| WORK TO COMPLETE |
Restate word for word the lines that begin the listing and end with the line holding "use crate::platforms::registry::Registry;".

-- -- --

//! Sync orchestration
//!
//! One run pulls a single post from a named source and pushes it to each named
//! destination in the order given. Destinations run sequentially: a failure
//! either halts the run or is collected for the final report, depending on
//! [`FailurePolicy`]. Credentials are acquired per platform call because
//! access tokens are short-lived.

use secrecy::SecretString;
use std::collections::HashMap;
use std::path::PathBuf;
use std::sync::Arc;
use tracing::{debug, error, info, warn};

use crate::config::{Config, FailurePolicy, RefreshTokenStore};
use crate::error::{CrossblogError, ErrorKind, PlatformError, Result};
use crate::oauth::CredentialBroker;
use crate::platforms::registry::Registry;
use crate::platforms::remote_blog::RemoteBlog;
use crate::platforms::{Destination, Source};
use crate::types::{PlatformKind, PlatformOptions, Post, PushOutcome};

/// Which post to move, and where
#[derive(Debug, Clone, PartialEq, Eq)]
pub struct SyncRequest {
    pub source: String,
    /// Post URL for remote blogs, file path for local markdown
    pub locator: String,
    pub destinations: Vec<String>,
}

impl SyncRequest {
    pub fn new(
        source: impl Into<String>,
        locator: impl Into<String>,
        destinations: impl IntoIterator<Item = impl Into<String>>,
    ) -> Self {
        Self {
            source: source.into(),
            locator: locator.into(),
            destinations: destinations.into_iter().map(Into::into).collect(),
        }
    }
}

#[derive(Debug, Clone, PartialEq, Eq)]
pub enum DestinationStatus {
    Published { location: String },
    Skipped { location: String, reason: String },
    /// Credentials were prepared but nothing was written
    DryRun,
    /// The destination kind cannot be pushed to
    Unsupported,
    Failed { message: String },
}

impl DestinationStatus {
    pub fn is_failure(&self) -> bool {
        matches!(self, DestinationStatus::Failed { .. })
    }
}

impl std::fmt::Display for DestinationStatus {
    fn fmt(&self, f: &mut std::fmt::Formatter<'_>) -> std::fmt::Result {
        match self {
            DestinationStatus::Published { location } => write!(f, "published {}", location),
            DestinationStatus::Skipped { location, reason } => {
                write!(f, "skipped {} ({})", location, reason)
            }
            DestinationStatus::DryRun => write!(f, "dry run, not written"),
            DestinationStatus::Unsupported => write!(f, "unsupported, push not available"),
            DestinationStatus::Failed { message } => write!(f, "failed: {}", message),
        }
    }
}

#[derive(Debug, Clone, PartialEq, Eq)]
pub struct DestinationOutcome {
    pub name: String,
    pub kind: PlatformKind,
    pub status: DestinationStatus,
}

/// Result of a completed run
#[derive(Debug, Clone, PartialEq, Eq)]
pub struct SyncReport {
    pub post: Post,
    pub destinations: Vec<DestinationOutcome>,
}

impl SyncReport {
    pub fn failures(&self) -> Vec<&DestinationOutcome> {
        self.destinations
            .iter()
            .filter(|d| d.status.is_failure())
            .collect()
    }
}

/// Access token and blog id for one remote blog call
#[derive(Debug, Clone)]
pub struct PreparedCredentials {
    pub access_token: SecretString,
    pub blog_id: String,
}

/// Drives pull, credentialing and push for one run
pub struct SyncOrchestrator {
    registry: Registry,
    broker: CredentialBroker,
    token_store: Arc<dyn RefreshTokenStore>,
    refresh_token: Option<SecretString>,
    sources: Vec<toml::Value>,
    destinations: Vec<toml::Value>,
    dry_run: bool,
    failure_policy: FailurePolicy,
    cache_blog_id: bool,
    blog_ids: HashMap<String, String>,
    last_report: Option<SyncReport>,
}

impl SyncOrchestrator {
    pub fn new(config: &Config, token_store: Arc<dyn RefreshTokenStore>) -> Self {
        Self {
            registry: Registry::new(config),
            broker: CredentialBroker::new(
                config.google.client_credentials(),
                config.oauth.to_settings(),
            ),
            token_store,
            refresh_token: config.google.refresh_token(),
            sources: config.sources.clone(),
            destinations: config.destinations.clone(),
            dry_run: config.dry_run,
            failure_policy: config.failure_policy,
            cache_blog_id: config.remote_blog.cache_blog_id,
            blog_ids: HashMap::new(),
            last_report: None,
        }
    }

    pub fn with_registry(mut self, registry: Registry) -> Self {
        self.registry = registry;
        self
    }

    pub fn with_broker(mut self, broker: CredentialBroker) -> Self {
        self.broker = broker;
        self
    }

    /// Report of the most recent run, including runs that ended in
    /// `PartialFailure`
    pub fn last_report(&self) -> Option<&SyncReport> {
        self.last_report.as_ref()
    }

    /// Resolve the named platforms from configuration and sync
    pub async fn run(&mut self, request: &SyncRequest) -> Result<SyncReport> {
        info!(
            source = %request.source,
            locator = %request.locator,
            destinations = ?request.destinations,
            dry_run = self.dry_run,
            "Starting sync"
        );

        let (sources, destinations) = self.registry.load(
            &self.sources,
            &self.destinations,
            std::slice::from_ref(&request.source),
            &request.destinations,
        )?;

        let source = sources
            .into_iter()
            .find(|s| s.name() == request.source)
            .ok_or_else(|| {
                CrossblogError::NotFound(format!("source '{}' was not loaded", request.source))
            })?;

        self.sync(source.as_ref(), &request.locator, &destinations)
            .await
    }

    /// Pull from `source` and push to every destination, in order
    pub async fn sync(
        &mut self,
        source: &dyn Source,
        locator: &str,
        destinations: &[Box<dyn Destination>],
    ) -> Result<SyncReport> {
        self.last_report = None;
        let post = self.pull(source, locator).await?;

        let mut outcomes = Vec::with_capacity(destinations.len());
        let mut failed = Vec::new();

        for destination in destinations {
            let name = destination.name().to_string();
            let kind = destination.kind();

            let status = match self.push(destination.as_ref(), &post).await {
                Ok(status) => status,
                Err(e) if e.kind() == ErrorKind::Unsupported => {
                    error!(destination = %name, kind = %kind, error = %e, "Destination does not support push, skipping");
                    DestinationStatus::Unsupported
                }
                Err(e) => match self.failure_policy {
                    FailurePolicy::Halt => {
                        error!(destination = %name, error = %e, "Push failed, halting");
                        return Err(e);
                    }
                    FailurePolicy::Continue => {
                        error!(destination = %name, error = %e, "Push failed, continuing");
                        failed.push(name.clone());
                        DestinationStatus::Failed {
                            message: e.to_string(),
                        }
                    }
                },
            };

            info!(destination = %name, status = %status, "Destination done");
            outcomes.push(DestinationOutcome { name, kind, status });
        }

        let report = SyncReport {
            post,
            destinations: outcomes,
        };
        self.last_report = Some(report.clone());

        if !failed.is_empty() {
            return Err(CrossblogError::PartialFailure(failed));
        }
        Ok(report)
    }

    async fn pull(&mut self, source: &dyn Source, locator: &str) -> Result<Post> {
        let name = source.name().to_string();
        let step = format!("pull from source '{}'", name);
        info!(source = %name, kind = %source.kind(), "Pulling post");

        if !source.supports_pull() {
            return Err(CrossblogError::from(PlatformError::NotImplemented(format!(
                "source '{}' does not support pull",
                name
            )))
            .in_step(step));
        }

        let options = self
            .source_options(source, locator)
            .await
            .map_err(|e| e.in_step(format!("credentials for '{}'", name)))?;

        let post = source.pull(&options).await.map_err(|e| e.in_step(&step))?;

        if post.markdown.trim().is_empty() {
            return Err(CrossblogError::from(PlatformError::Conversion(
                "source returned an empty markdown body".to_string(),
            ))
            .in_step(step));
        }

        info!(title = %post.title, canonical_url = %post.canonical_url, "Pulled post");
        Ok(post)
    }

    async fn push(&mut self, destination: &dyn Destination, post: &Post) -> Result<DestinationStatus> {
        let name = destination.name().to_string();
        let step = format!("push to destination '{}'", name);

        if !destination.supports_push() {
            return Err(CrossblogError::from(PlatformError::NotImplemented(format!(
                "{} destinations cannot be pushed to",
                destination.kind()
            )))
            .in_step(step));
        }

        let options = self
            .destination_options(destination)
            .await
            .map_err(|e| e.in_step(format!("credentials for '{}'", name)))?;

        if self.dry_run {
            info!(destination = %name, "Dry run, skipping push");
            return Ok(DestinationStatus::DryRun);
        }

        debug!(destination = %name, title = %post.title, "Pushing post");
        match destination.push(post, &options).await {
            Ok(PushOutcome::Published { location }) => Ok(DestinationStatus::Published { location }),
            Ok(PushOutcome::Skipped { location, reason }) => {
                warn!(destination = %name, location = %location, reason = %reason, "Push skipped");
                Ok(DestinationStatus::Skipped { location, reason })
            }
            Err(CrossblogError::Platform(PlatformError::AlreadyExists(location))) => {
                warn!(destination = %name, location = %location, "Target already exists");
                Ok(DestinationStatus::Skipped {
                    location,
                    reason: "already exists".to_string(),
                })
            }
            Err(e) => Err(e.in_step(step)),
        }
    }

    async fn source_options(&mut self, source: &dyn Source, locator: &str) -> Result<PlatformOptions> {
        if !source.kind().requires_credentials() {
            return Ok(PlatformOptions {
                file_path: Some(PathBuf::from(locator)),
                ..Default::default()
            });
        }

        let credentials = self.prepare_credentials(Some(source), None).await?;
        Ok(PlatformOptions {
            access_token: Some(credentials.access_token),
            blog_id: credentials.blog_id,
            post_url: locator.to_string(),
            file_path: None,
        })
    }

    async fn destination_options(&mut self, destination: &dyn Destination) -> Result<PlatformOptions> {
        if !destination.kind().requires_credentials() {
            return Ok(PlatformOptions::default());
        }

        let credentials = self.prepare_credentials(None, Some(destination)).await?;
        Ok(PlatformOptions {
            access_token: Some(credentials.access_token),
            blog_id: credentials.blog_id,
            ..Default::default()
        })
    }

    /// Obtain an access token and blog id for exactly one remote blog
    ///
    /// Exactly one of `source` / `destination` must be given. A refresh token
    /// issued by the interactive flow is persisted through the token store
    /// before this returns.
    pub async fn prepare_credentials(
        &mut self,
        source: Option<&dyn Source>,
        destination: Option<&dyn Destination>,
    ) -> Result<PreparedCredentials> {
        let blog = match (source, destination) {
            (Some(_), Some(_)) => {
                return Err(CrossblogError::InvalidInput(
                    "both a source and a destination were passed".to_string(),
                ))
            }
            (None, None) => {
                return Err(CrossblogError::InvalidInput(
                    "neither a source nor a destination was passed".to_string(),
                ))
            }
            (Some(source), None) => source.as_remote_blog().ok_or_else(|| {
                CrossblogError::InvalidInput(format!(
                    "source '{}' is not a remote blog",
                    source.name()
                ))
            })?,
            (None, Some(destination)) => destination.as_remote_blog().ok_or_else(|| {
                CrossblogError::InvalidInput(format!(
                    "destination '{}' is not a remote blog",
                    destination.name()
                ))
            })?,
        };

        let grant = self.broker.authorize(self.refresh_token.as_ref()).await?;

        if let Some(token) = grant.new_refresh_token() {
            info!("Writing refresh token to configuration");
            self.token_store.save_refresh_token(token)?;
            self.refresh_token = Some(token.clone());
        }

        let blog_id = self.blog_id(blog, grant.access_token()).await?;

        Ok(PreparedCredentials {
            access_token: grant.access_token().clone(),
            blog_id,
        })
    }

    async fn blog_id(&mut self, blog: &RemoteBlog, access_token: &SecretString) -> Result<String> {
        if self.cache_blog_id {
            if let Some(id) = self.blog_ids.get(blog.blog_url()) {
                debug!(blog = %blog.name(), "Using cached blog id");
                return Ok(id.clone());
            }
        }

        let id = blog.get_blog_id(access_token).await?;
        if self.cache_blog_id {
            self.blog_ids.insert(blog.blog_url().to_string(), id.clone());
        }
        Ok(id)
    }
}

-- -- --

| RESULT |
//! Sync orchestration
//!
//! One run pulls a single post from a named source and pushes it to each named
//! destination in the order given. Destinations run sequentially: a failure
//! either halts the run or is collected for the final report, depending on
//! [`FailurePolicy`]. Credentials are acquired per platform call because
//! access tokens are short-lived.

use secrecy::SecretString;
use std::collections::HashMap;
use std::path::PathBuf;
use std::sync::Arc;
use tracing::{debug, error, info, warn};

use crate::config::{Config, FailurePolicy, RefreshTokenStore};
use crate::error::{CrossblogError, ErrorKind, PlatformError, Result};
use crate::oauth::CredentialBroker;
use crate::platforms::registry::Registry;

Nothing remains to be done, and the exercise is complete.